Yu Hang, Wang Yuanjia, Zeng Donglin
Department of Statistics and Operation Research, University of North Carolina at Chapel Hill, North Carolina, United State.
Department of Biostatistics, Mailman School of Public Health, Columbia University, United State.
Stat (Int Stat Inst). 2020;9(1). doi: 10.1002/sta4.300. Epub 2020 Jul 6.
With growing interest to use black-box machine learning for complex data with many feature variables, it is critical to obtain a prediction model that only depends on a small set of features to maximize generalizability. Therefore, feature selection remains to be an important and challenging problem in modern applications. Most of existing methods for feature selection are based on either parametric or semiparametric models, so the resulting performance can severely suffer from model misspecification when high-order nonlinear interactions among the features are present. A very limited number of approaches for nonparametric feature selection were proposed, but they are computationally intensive and may not even converge. In this paper, we propose a novel and computationally efficient approach for nonparametric feature selection in regression field based on a tensor-product kernel function over the feature space. The importance of each feature is governed by a parameter in the kernel function which can be efficiently computed iteratively from a modified alternating direction method of multipliers (ADMM) algorithm. We prove the oracle selection property of the proposed method. Finally, we demonstrate the superior performance of our approach compared to existing methods via simulation studies and application to the prediction of Alzheimer's disease.

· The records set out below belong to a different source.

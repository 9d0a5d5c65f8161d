// packages/engine/src/objects/registry.rs
//! Recorder registry, owned by one recording session
//!
//! Picks the first recorder in priority order that supports a value's type
//! and caches the choice per type id. A recorder that fails once bans itself
//! for the rest of the session; the value it was writing is recorded by
//! identity instead. Nesting deeper than [`MAX_NESTING_DEPTH`] counts as a
//! failure of the enclosing collection or map recorder.

use crate::model::types::Type;
use crate::objects::recorders::{RecorderKind, BYTES_HEAD_LEN, IDENTITY_FLAG, RECORDED_FLAG};
use crate::objects::value::Value;
use crate::observability::VALUES_DEGRADED;
use crate::utils::errors::{EngineError, Result};
use crate::wire::binary::BinaryOutput;
use std::collections::{HashMap, HashSet};
use std::sync::Arc;
use tracing::{debug, info};

/// Deepest nesting of collections and maps that is recorded
pub const MAX_NESTING_DEPTH: usize = 16;

/// Per-session recorder state
pub struct ObjectRecorderRegistry {
    max_collection_elements: usize,
    banned: HashSet<RecorderKind>,
    by_type: HashMap<u64, RecorderKind>,
    seen_types: HashSet<u64>,
    new_types: Vec<Arc<Type>>,
    degraded: u64,
}

impl ObjectRecorderRegistry {
    pub fn new(max_collection_elements: usize) -> Self {
        Self {
            max_collection_elements,
            banned: HashSet::new(),
            by_type: HashMap::new(),
            seen_types: HashSet::new(),
            new_types: Vec::new(),
            degraded: 0,
        }
    }

    /// Values recorded by identity because a recorder failed
    pub fn degraded(&self) -> u64 {
        self.degraded
    }

    pub fn is_banned(&self, kind: RecorderKind) -> bool {
        self.banned.contains(&kind)
    }

    /// Non-builtin types encountered since the last call
    pub fn take_new_types(&mut self) -> Vec<Arc<Type>> {
        std::mem::take(&mut self.new_types)
    }

    /// Encode `value` into `out`
    ///
    /// On error nothing is left in `out` beyond its original length.
    pub fn encode(&mut self, value: &Value, out: &mut Vec<u8>) -> Result<()> {
        let mark = out.len();
        let result = self.encode_nested(value, out, 0);
        if result.is_err() {
            out.truncate(mark);
        }
        result
    }

    /// Encode an absent value
    pub fn encode_null(&self, out: &mut Vec<u8>) {
        out.write_u8(RecorderKind::Null.id());
        out.write_u64(Value::Null.type_info().id);
    }

    /// Recorder that will be used for `value`
    pub fn recorder_for(&mut self, ty: &Type, value: &Value) -> RecorderKind {
        if value.is_null() {
            return RecorderKind::Null;
        }
        if let Some(kind) = self.by_type.get(&ty.id) {
            if !self.banned.contains(kind) && kind.supports(ty, value) {
                return *kind;
            }
        }

        let kind = RecorderKind::PRIORITY
            .iter()
            .copied()
            .find(|kind| !self.banned.contains(kind) && kind.supports(ty, value))
            .unwrap_or(RecorderKind::Identity);
        self.by_type.insert(ty.id, kind);
        kind
    }

    fn encode_nested(&mut self, value: &Value, out: &mut Vec<u8>, depth: usize) -> Result<()> {
        if depth > MAX_NESTING_DEPTH {
            return Err(EngineError::EncodingFailed(format!(
                "Nesting deeper than {} levels",
                MAX_NESTING_DEPTH
            )));
        }

        let ty = value.type_info();
        self.note_type(&ty);
        let kind = self.recorder_for(&ty, value);

        out.write_u8(kind.id());
        out.write_u64(ty.id);

        match (kind, value) {
            (RecorderKind::Null, _) => {}
            (RecorderKind::String, Value::Str(s)) => out.write_str(s),
            (RecorderKind::Integral, Value::Int(v)) => out.write_i64(*v),
            (RecorderKind::Number, Value::Float(v)) => out.write_f64(*v),
            (RecorderKind::Number, Value::Int(v)) => out.write_f64(*v as f64),
            (RecorderKind::Boolean, Value::Bool(v)) => out.write_bool(*v),
            (RecorderKind::Char, Value::Char(c)) => out.write_u32(*c as u32),
            (RecorderKind::Bytes, Value::Bytes(bytes)) => {
                out.write_u32(bytes.len() as u32);
                out.write_blob(&bytes[..bytes.len().min(BYTES_HEAD_LEN)]);
            }
            (RecorderKind::Throwable, Value::Throwable { message, .. }) => {
                out.write_bool(message.is_some());
                if let Some(message) = message {
                    out.write_str(message);
                }
            }
            (RecorderKind::Collection, _) | (RecorderKind::Map, _) => {
                self.write_elements(kind, value, out, depth)
            }
            (RecorderKind::Printing, Value::Object(object)) => match object.render() {
                Ok(text) => {
                    out.write_u8(RECORDED_FLAG);
                    out.write_u32(object.identity_hash());
                    out.write_str(&text);
                }
                Err(reason) => {
                    self.ban(kind, &reason);
                    out.write_u8(IDENTITY_FLAG);
                    out.write_u32(object.identity_hash());
                }
            },
            _ => {
                // only identity remains; the header already says so
                out.write_u32(value.identity_hash());
            }
        }
        Ok(())
    }

    /// Collection or map payload; rolls back to identity on failure
    fn write_elements(&mut self, kind: RecorderKind, value: &Value, out: &mut Vec<u8>, depth: usize) {
        let mark = out.len();
        out.write_u8(RECORDED_FLAG);

        let written = match (kind, value) {
            (RecorderKind::Map, Value::Map(entries)) => self.write_entries(entries, out, depth),
            (_, Value::List(items)) => self.write_items(items, out, depth),
            (_, Value::Object(object)) => match object.elements() {
                Some(Ok(items)) => self.write_items(&items, out, depth),
                Some(Err(reason)) => Err(EngineError::EncodingFailed(reason)),
                None => Err(EngineError::EncodingFailed(format!(
                    "{} does not expose its elements",
                    object.type_info().name
                ))),
            },
            _ => Err(EngineError::EncodingFailed("Unexpected value for collection".to_string())),
        };

        if let Err(e) = written {
            out.truncate(mark);
            self.ban(kind, &e.to_string());
            out.write_u8(IDENTITY_FLAG);
            out.write_u32(value.identity_hash());
        }
    }

    fn write_items(&mut self, items: &[Value], out: &mut Vec<u8>, depth: usize) -> Result<()> {
        let count = items.len().min(self.max_collection_elements);
        out.write_u32(items.len() as u32);
        out.write_u32(count as u32);
        for item in &items[..count] {
            self.encode_nested(item, out, depth + 1)?;
        }
        Ok(())
    }

    fn write_entries(&mut self, entries: &[(Value, Value)], out: &mut Vec<u8>, depth: usize) -> Result<()> {
        let count = entries.len().min(self.max_collection_elements);
        out.write_u32(entries.len() as u32);
        out.write_u32(count as u32);
        for (key, value) in &entries[..count] {
            self.encode_nested(key, out, depth + 1)?;
            self.encode_nested(value, out, depth + 1)?;
        }
        Ok(())
    }

    fn ban(&mut self, kind: RecorderKind, reason: &str) {
        if self.banned.insert(kind) {
            info!("{:?} recorder disabled for this session after a failure: {}", kind, reason);
            self.by_type.retain(|_, cached| *cached != kind);
        } else {
            debug!("{:?} recorder failed again: {}", kind, reason);
        }
        self.degraded += 1;
        metrics::counter!(VALUES_DEGRADED).increment(1);
    }

    fn note_type(&mut self, ty: &Arc<Type>) {
        if !ty.is_builtin() && self.seen_types.insert(ty.id) {
            self.new_types.push(Arc::clone(ty));
        }
    }
}

#[cfg(test)]
mod tests {
    use super::*;
    use crate::model::types::{TypeTrait, BUILTIN_TYPES};
    use crate::objects::record::{BuiltinResolver, ObjectRecord};
    use crate::objects::recorders::decode_object;
    use crate::objects::value::HostObject;

    #[derive(Debug)]
    struct Widget {
        ty: Arc<Type>,
        text: Option<String>,
    }

    impl HostObject for Widget {
        fn type_info(&self) -> &Arc<Type> {
            &self.ty
        }

        fn identity_hash(&self) -> u32 {
            42
        }

        fn render(&self) -> std::result::Result<String, String> {
            self.text.clone().ok_or_else(|| "render failed".to_string())
        }
    }

    #[derive(Debug)]
    struct BrokenBag(Arc<Type>);

    impl HostObject for BrokenBag {
        fn type_info(&self) -> &Arc<Type> {
            &self.0
        }

        fn identity_hash(&self) -> u32 {
            7
        }

        fn elements(&self) -> Option<std::result::Result<Vec<Value>, String>> {
            Some(Err("modified during iteration".to_string()))
        }
    }

    fn printable() -> Arc<Type> {
        Arc::new(Type::new(30, "app.Widget", [TypeTrait::ConcreteClass, TypeTrait::Printable], []))
    }

    fn round_trip(registry: &mut ObjectRecorderRegistry, value: &Value) -> ObjectRecord {
        let mut out = Vec::new();
        registry.encode(value, &mut out).unwrap();
        decode_object(&out, &BuiltinResolver).unwrap()
    }

    #[test]
    fn test_scalars() {
        let mut registry = ObjectRecorderRegistry::new(3);
        assert_eq!(round_trip(&mut registry, &Value::from("x")), ObjectRecord::String { value: "x".into() });
        assert_eq!(round_trip(&mut registry, &Value::Bool(true)), ObjectRecord::Bool { value: true });
        assert_eq!(round_trip(&mut registry, &Value::Char('λ')), ObjectRecord::Char { value: 'λ' });
        assert_eq!(round_trip(&mut registry, &Value::Null), ObjectRecord::Null);
        assert_eq!(
            round_trip(&mut registry, &Value::Int(-5)),
            ObjectRecord::Integral {
                type_name: "i64".into(),
                value: -5
            }
        );
    }

    #[test]
    fn test_collection_is_capped() {
        let mut registry = ObjectRecorderRegistry::new(3);
        let list = Value::List((0..10).map(Value::Int).collect());

        match round_trip(&mut registry, &list) {
            ObjectRecord::Collection { size, elements, .. } => {
                assert_eq!(size, 10);
                assert_eq!(elements.len(), 3);
            }
            other => panic!("unexpected record {:?}", other),
        }
    }

    #[test]
    fn test_map_entries() {
        let mut registry = ObjectRecorderRegistry::new(3);
        let map = Value::Map(vec![(Value::from("k"), Value::Int(1))]);

        match round_trip(&mut registry, &map) {
            ObjectRecord::Map { size, entries, .. } => {
                assert_eq!(size, 1);
                assert_eq!(entries[0].0, ObjectRecord::String { value: "k".into() });
            }
            other => panic!("unexpected record {:?}", other),
        }
    }

    #[test]
    fn test_failing_collection_bans_itself_and_falls_back_to_identity() {
        let mut registry = ObjectRecorderRegistry::new(3);
        let ty = Arc::new(Type::new(31, "app.Bag", [TypeTrait::Collection], []));
        let bag = Value::Object(Arc::new(BrokenBag(ty)));

        let record = round_trip(&mut registry, &Value::List(vec![bag]));

        // the outer list was already being written by the collection recorder
        match record {
            ObjectRecord::Collection { elements, .. } => {
                assert_eq!(
                    elements[0],
                    ObjectRecord::Identity {
                        type_name: "type#31".into(),
                        identity_hash: 7
                    }
                );
            }
            other => panic!("unexpected record {:?}", other),
        }
        assert!(registry.is_banned(RecorderKind::Collection));
        assert_eq!(registry.degraded(), 1);

        // later lists are recorded by identity
        let later = round_trip(&mut registry, &Value::List(vec![Value::Int(1)]));
        assert!(matches!(later, ObjectRecord::Identity { .. }));
    }

    #[test]
    fn test_printing_recorder() {
        let mut registry = ObjectRecorderRegistry::new(3);
        let widget = Value::Object(Arc::new(Widget {
            ty: printable(),
            text: Some("Widget(1)".into()),
        }));

        assert_eq!(
            round_trip(&mut registry, &widget),
            ObjectRecord::Printed {
                type_name: "type#30".into(),
                identity_hash: 42,
                text: "Widget(1)".into()
            }
        );
        assert_eq!(registry.take_new_types().len(), 1);
        assert!(registry.take_new_types().is_empty());
    }

    #[test]
    fn test_printing_failure_bans_printer() {
        let mut registry = ObjectRecorderRegistry::new(3);
        let broken = Value::Object(Arc::new(Widget { ty: printable(), text: None }));
        let fine = Value::Object(Arc::new(Widget {
            ty: printable(),
            text: Some("ok".into()),
        }));

        assert!(matches!(round_trip(&mut registry, &broken), ObjectRecord::Identity { .. }));
        assert!(registry.is_banned(RecorderKind::Printing));
        assert!(matches!(round_trip(&mut registry, &fine), ObjectRecord::Identity { .. }));
    }

    #[test]
    fn test_throwable() {
        let mut registry = ObjectRecorderRegistry::new(3);
        let error = Value::Throwable {
            ty: Arc::clone(&BUILTIN_TYPES.error),
            message: Some("boom".into()),
        };
        assert_eq!(
            round_trip(&mut registry, &error),
            ObjectRecord::Throwable {
                type_name: "error".into(),
                message: Some("boom".into())
            }
        );
    }

    #[test]
    fn test_deep_nesting_degrades_innermost_list() {
        let mut registry = ObjectRecorderRegistry::new(3);
        let mut value = Value::Int(0);
        for _ in 0..=MAX_NESTING_DEPTH + 1 {
            value = Value::List(vec![value]);
        }

        let mut out = vec![1, 2, 3];
        // the innermost list fails, degrades to identity and the rest still encodes
        registry.encode(&value, &mut out).unwrap();
        assert!(out.len() > 3);
        assert!(registry.is_banned(RecorderKind::Collection));
    }
}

随着人们对将黑箱机器学习用于具有许多特征变量的复杂数据的兴趣日益增加,获得一个仅依赖于一小部分特征以最大化通用性的预测模型至关重要。因此,特征选择在现代应用中仍然是一个重要且具有挑战性的问题。现有的大多数特征选择方法基于参数模型或半参数模型,因此当特征之间存在高阶非线性相互作用时,所得性能可能会因模型误设而严重受损。提出的非参数特征选择方法数量非常有限,但它们计算量大,甚至可能不收敛。在本文中,我们基于特征空间上的张量积核函数,提出了一种用于回归领域非参数特征选择的新颖且计算高效的方法。每个特征的重要性由核函数中的一个参数控制,该参数可以通过修改后的交替方向乘子法(ADMM)算法迭代有效地计算出来。我们证明了所提方法的最优选择性质。最后,通过模拟研究以及在阿尔茨海默病预测中的应用,我们展示了我们的方法与现有方法相比的优越性能。